Kandos, a small town three and a half hours north-west of Sydney, was originally established for the production of cement.

A sludgy, supple substance at first, then rigid and remarkably dense when dry, cement formed the foundation upon which the community was able to prosper. With the closure of the cement factory in 1999, in recent years it has been another, even stronger substance which solidifies the town’s future – Art.

For Cementa17, over sixty local and established artists exhibited or performed in diverse locations around town. Alex Gawronski sent vibrations through a corrugated iron carport to interrogate the way we think of the weather. Teena McCarthy’s installation inside the local church explored questions of post-colonial identity.
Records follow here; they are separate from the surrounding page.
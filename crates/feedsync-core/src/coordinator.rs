//! Channel orchestration: who feeds the store, and when to fall back
//!
//! The coordinator is the sole driver of store mutations from inbound
//! events. It decides, for every inbound event and outbound publish
//! request, which channel is authoritative:
//!
//! - While the push channel is up, incremental events feed the store
//!   directly. The only pull-channel use is an out-of-band roster refresh
//!   when a peer joins (the join event does not carry full peer metadata).
//! - While the push channel is down, a fixed-interval poll fetches the full
//!   snapshot so the view stays eventually fresh during outages.
//! - After the channel opens, an `init` snapshot is expected promptly; if
//!   none arrives within the configured timeout the coordinator polls once
//!   instead, so the first load never hangs on a quiet channel.
//! - Outbound posts go over the push channel when it is open at call time
//!   and fall back to the request/response publish otherwise. A post
//!   created by the fallback is merged immediately; the later push echo
//!   deduplicates by id.
//!
//! Failure semantics: malformed inbound messages are discarded and logged;
//! failed polls are logged and retried on the next interval; only publish
//! failures surface to the caller, and they are not retried automatically.

use std::sync::Arc;
use std::time::Duration;

use tokio::sync::mpsc;
use tokio::task::JoinHandle;
use tokio::time::{Instant, MissedTickBehavior};
use tracing::{debug, info, warn};

use crate::connection::{ConnectionEvent, ConnectionManager, ConnectionState};
use crate::error::{FeedError, FeedResult};
use crate::notify::NotificationEmitter;
use crate::protocol::{ClientMessage, PushEvent};
use crate::rest::{FallbackApi, PublishRequest};
use crate::store::FeedStore;
use crate::types::{FeedSnapshot, Post};

/// Orchestrates both channels into the store
pub struct SyncCoordinator {
    store: Arc<FeedStore>,
    connection: Arc<ConnectionManager>,
    api: Arc<dyn FallbackApi>,
    emitter: Arc<NotificationEmitter>,
    poll_interval: Duration,
    init_timeout: Duration,
}

impl SyncCoordinator {
    pub fn new(
        store: Arc<FeedStore>,
        connection: Arc<ConnectionManager>,
        api: Arc<dyn FallbackApi>,
        emitter: Arc<NotificationEmitter>,
        poll_interval: Duration,
        init_timeout: Duration,
    ) -> Self {
        Self {
            store,
            connection,
            api,
            emitter,
            poll_interval,
            init_timeout,
        }
    }

    /// Spawn the event loop, consuming the connection event stream
    pub fn spawn(
        self: Arc<Self>,
        events: mpsc::UnboundedReceiver<ConnectionEvent>,
    ) -> JoinHandle<()> {
        tokio::spawn(async move { self.run(events).await })
    }

    /// Submit a post through whichever channel is available.
    ///
    /// Returns the created post when the request/response path handled it,
    /// `None` when it went out over the push channel (the id is assigned
    /// remotely and arrives back as a regular `new_post`). A failure of the
    /// fallback path is surfaced once and not retried.
    pub async fn publish(
        &self,
        content: impl Into<String>,
        author_name: impl Into<String>,
    ) -> FeedResult<Option<Post>> {
        let request = PublishRequest {
            content: content.into(),
            author_name: author_name.into(),
        };

        let push = ClientMessage::Post {
            content: request.content.clone(),
            author_name: request.author_name.clone(),
        };
        if self.connection.send(&push) {
            debug!("post submitted over push channel");
            return Ok(None);
        }

        debug!("push channel closed; publishing via fallback");
        let post = self.api.publish(&request).await.map_err(|e| match e {
            FeedError::Publish(_) => e,
            other => FeedError::Publish(other.to_string()),
        })?;

        // The caller's own action: merged for immediate visibility, never
        // notified. The push echo is deduplicated by id.
        self.store.merge_post(post.clone());
        Ok(Some(post))
    }

    /// Event loop. Ends when the connection event stream closes (client
    /// teardown) or the task is aborted.
    async fn run(self: Arc<Self>, mut events: mpsc::UnboundedReceiver<ConnectionEvent>) {
        let mut poll = tokio::time::interval(self.poll_interval);
        poll.set_missed_tick_behavior(MissedTickBehavior::Skip);
        // The immediate first tick is not a scheduled poll
        poll.tick().await;

        // Deadline for the expected `init` after the channel opens
        let mut init_deadline: Option<Instant> = None;

        loop {
            tokio::select! {
                event = events.recv() => match event {
                    Some(event) => self.handle_event(event, &mut init_deadline).await,
                    None => break,
                },
                _ = poll.tick(), if !self.connection.is_connected() => {
                    self.poll_refresh().await;
                }
                _ = wait_for(init_deadline) => {
                    init_deadline = None;
                    debug!("no init within timeout; seeding from pull channel");
                    self.poll_refresh().await;
                }
            }
        }
        debug!("coordinator loop ended");
    }

    async fn handle_event(&self, event: ConnectionEvent, init_deadline: &mut Option<Instant>) {
        match event {
            ConnectionEvent::State { state, reason } => {
                if state == ConnectionState::Connected {
                    *init_deadline = Some(Instant::now() + self.init_timeout);
                } else {
                    *init_deadline = None;
                }
                self.emitter.connection_changed(state, &reason);
            }
            ConnectionEvent::Message(raw) => match PushEvent::decode(&raw) {
                Ok(event) => self.apply_push_event(event, init_deadline).await,
                // One bad message never stalls the stream
                Err(e) => warn!(error = %e, "discarding malformed push message"),
            },
        }
    }

    async fn apply_push_event(&self, event: PushEvent, init_deadline: &mut Option<Instant>) {
        match event {
            PushEvent::Init { peer_id, peers, posts } => {
                *init_deadline = None;
                info!(
                    %peer_id,
                    peers = peers.len(),
                    posts = posts.len(),
                    "received initial snapshot"
                );
                let inserted = self.store.apply_snapshot(FeedSnapshot {
                    local_peer_id: Some(peer_id),
                    posts,
                    peers,
                });
                self.notify_inserted(&inserted);
            }
            PushEvent::NewPost { post } => {
                if self.store.merge_post(post.clone()) {
                    self.notify_inserted(std::slice::from_ref(&post));
                }
            }
            PushEvent::PeerJoined { peer_id } => {
                debug!(%peer_id, "peer joined; refreshing roster");
                self.refresh_roster().await;
            }
            PushEvent::PeerLeft { peer_id } => {
                debug!(%peer_id, "peer left");
                self.store.remove_peer(&peer_id);
            }
            PushEvent::Ping => {
                let _ = self.connection.send(&ClientMessage::Pong);
            }
            PushEvent::Pong => {}
        }
    }

    /// Full-state refresh over the pull channel (offline poll, init fallback)
    async fn poll_refresh(&self) {
        match self.api.fetch_network().await {
            Ok(info) => {
                debug!(
                    posts = info.posts.len(),
                    peers = info.peers.len(),
                    "pull refresh applied"
                );
                let inserted = self.store.apply_snapshot(info.into_snapshot());
                self.notify_inserted(&inserted);
            }
            Err(e) => warn!(error = %e, "pull refresh failed; retrying on next interval"),
        }
    }

    /// Roster-only refresh, used while the push channel is up.
    /// Post authority stays with the push channel.
    async fn refresh_roster(&self) {
        match self.api.fetch_network().await {
            Ok(info) => self.store.replace_peers(info.peers),
            Err(e) => warn!(error = %e, "roster refresh failed"),
        }
    }

    fn notify_inserted(&self, posts: &[Post]) {
        let local = self.store.local_peer_id();
        for post in posts {
            self.emitter.post_inserted(post, local.as_deref());
        }
    }
}

/// Sleep until the deadline, or forever when there is none
async fn wait_for(deadline: Option<Instant>) {
    match deadline {
        Some(deadline) => tokio::time::sleep_until(deadline).await,
        None => std::future::pending().await,
    }
}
Super Critical Mass re-purposed the community hall as the site of a hair-tingling choral performance, while Pagoda Parkour engaged the talents of youth from Western Sydney to choreograph a beautiful movement piece specific to the natural features of the landscape.
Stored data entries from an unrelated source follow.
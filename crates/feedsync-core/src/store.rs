//! Canonical feed and roster state with idempotent, confluent merges
//!
//! The store is the single shared mutable state of the client. It receives
//! data from two producers (push events and pull refreshes) that frequently
//! deliver the same entities redundantly and out of order, so every merge
//! operation is idempotent: the final content depends only on the set of
//! observed events, not on the channel or interleaving that delivered them.
//!
//! ## Ordering
//!
//! Posts are kept newest-known-first. A post's position is fixed at first
//! insertion and never revised by a duplicate delivery. Peers carry no
//! ordering guarantee; a full roster replacement supersedes the previous set.
//!
//! All operations are synchronous and total: their only observable effect is
//! a changed snapshot or a no-op.

use std::collections::HashSet;

use parking_lot::RwLock;

use crate::types::{FeedSnapshot, Peer, Post};

#[derive(Default)]
struct StoreInner {
    local_peer_id: Option<String>,
    posts: Vec<Post>,
    seen: HashSet<String>,
    peers: Vec<Peer>,
}

/// Deduplicated, ordered collection of posts and peers
///
/// Created empty at client start, populated by an initial full snapshot from
/// whichever channel answers first, then mutated incrementally until the
/// client is torn down. Nothing is persisted across restarts.
#[derive(Default)]
pub struct FeedStore {
    inner: RwLock<StoreInner>,
}

impl FeedStore {
    /// Create a new, empty store
    pub fn new() -> Self {
        Self::default()
    }

    /// Record the local peer identity reported by a channel
    pub fn set_local_identity(&self, peer_id: impl Into<String>) {
        self.inner.write().local_peer_id = Some(peer_id.into());
    }

    /// The local peer identity, once known
    pub fn local_peer_id(&self) -> Option<String> {
        self.inner.read().local_peer_id.clone()
    }

    /// Insert a post at the front if its id is unseen; no-op otherwise.
    ///
    /// Returns whether an insertion occurred. The return value drives
    /// notification and polling-fallback decisions in the coordinator.
    pub fn merge_post(&self, post: Post) -> bool {
        let mut inner = self.inner.write();
        if inner.seen.contains(&post.id) {
            return false;
        }
        inner.seen.insert(post.id.clone());
        inner.posts.insert(0, post);
        true
    }

    /// Apply a full state snapshot.
    ///
    /// Replaces the peer set, records the local identity if the snapshot
    /// carries one, and prepends any posts not already present by id,
    /// preserving the relative order of already-known posts. Applying the
    /// same snapshot twice is a no-op the second time.
    ///
    /// Returns the posts that were actually inserted, in snapshot order.
    pub fn apply_snapshot(&self, snapshot: FeedSnapshot) -> Vec<Post> {
        let mut inner = self.inner.write();

        if let Some(peer_id) = snapshot.local_peer_id {
            inner.local_peer_id = Some(peer_id);
        }

        inner.peers = dedup_peers(snapshot.peers);

        let mut fresh: Vec<Post> = Vec::new();
        for post in snapshot.posts {
            if !inner.seen.contains(&post.id) && !fresh.iter().any(|p| p.id == post.id) {
                fresh.push(post);
            }
        }
        for post in &fresh {
            inner.seen.insert(post.id.clone());
        }
        inner.posts.splice(0..0, fresh.iter().cloned());

        fresh
    }

    /// Remove exactly one roster entry by id; no-op if absent
    pub fn remove_peer(&self, peer_id: &str) -> bool {
        let mut inner = self.inner.write();
        let before = inner.peers.len();
        inner.peers.retain(|p| p.peer_id != peer_id);
        inner.peers.len() != before
    }

    /// Insert a roster entry, or update it in place if already present
    pub fn upsert_peer(&self, peer: Peer) {
        let mut inner = self.inner.write();
        match inner.peers.iter_mut().find(|p| p.peer_id == peer.peer_id) {
            Some(existing) => *existing = peer,
            None => inner.peers.push(peer),
        }
    }

    /// Replace the full roster; the new set supersedes the previous one
    pub fn replace_peers(&self, peers: Vec<Peer>) {
        self.inner.write().peers = dedup_peers(peers);
    }

    /// Materialize the current state
    pub fn snapshot(&self) -> FeedSnapshot {
        let inner = self.inner.read();
        FeedSnapshot {
            local_peer_id: inner.local_peer_id.clone(),
            posts: inner.posts.clone(),
            peers: inner.peers.clone(),
        }
    }

    /// Number of posts currently held
    pub fn post_count(&self) -> usize {
        self.inner.read().posts.len()
    }

    /// Number of roster entries currently held
    pub fn peer_count(&self) -> usize {
        self.inner.read().peers.len()
    }
}

/// Keep the first occurrence of each peer_id
fn dedup_peers(peers: Vec<Peer>) -> Vec<Peer> {
    let mut ids = HashSet::new();
    peers
        .into_iter()
        .filter(|p| ids.insert(p.peer_id.clone()))
        .collect()
}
The festival isn’t only a means of stimulating the local economy. Nor does it simply afford art-lovers from urban areas an enjoyable weekend away. At Kandos, the art seeps into collective gaps in knowledge and hardens, binding a range of discourses and people along a common thread of long-term cultural revision and evolution. Within this understanding, art leaves the museum and comes to be understood as embedded cultural practice.

Unique to Cementa17 was its engagement with the land upon which it occurred. This included not only the circulation of knowledge regarding sustainability, but also ways of thinking of the land from Aboriginal perspectives. It is not surprising that these two concerns intersected in many of the projects undertaken over the four days. This dedicated engagement with the particularities of place ensured that Cementa17 could not have happened anywhere else but in Kandos.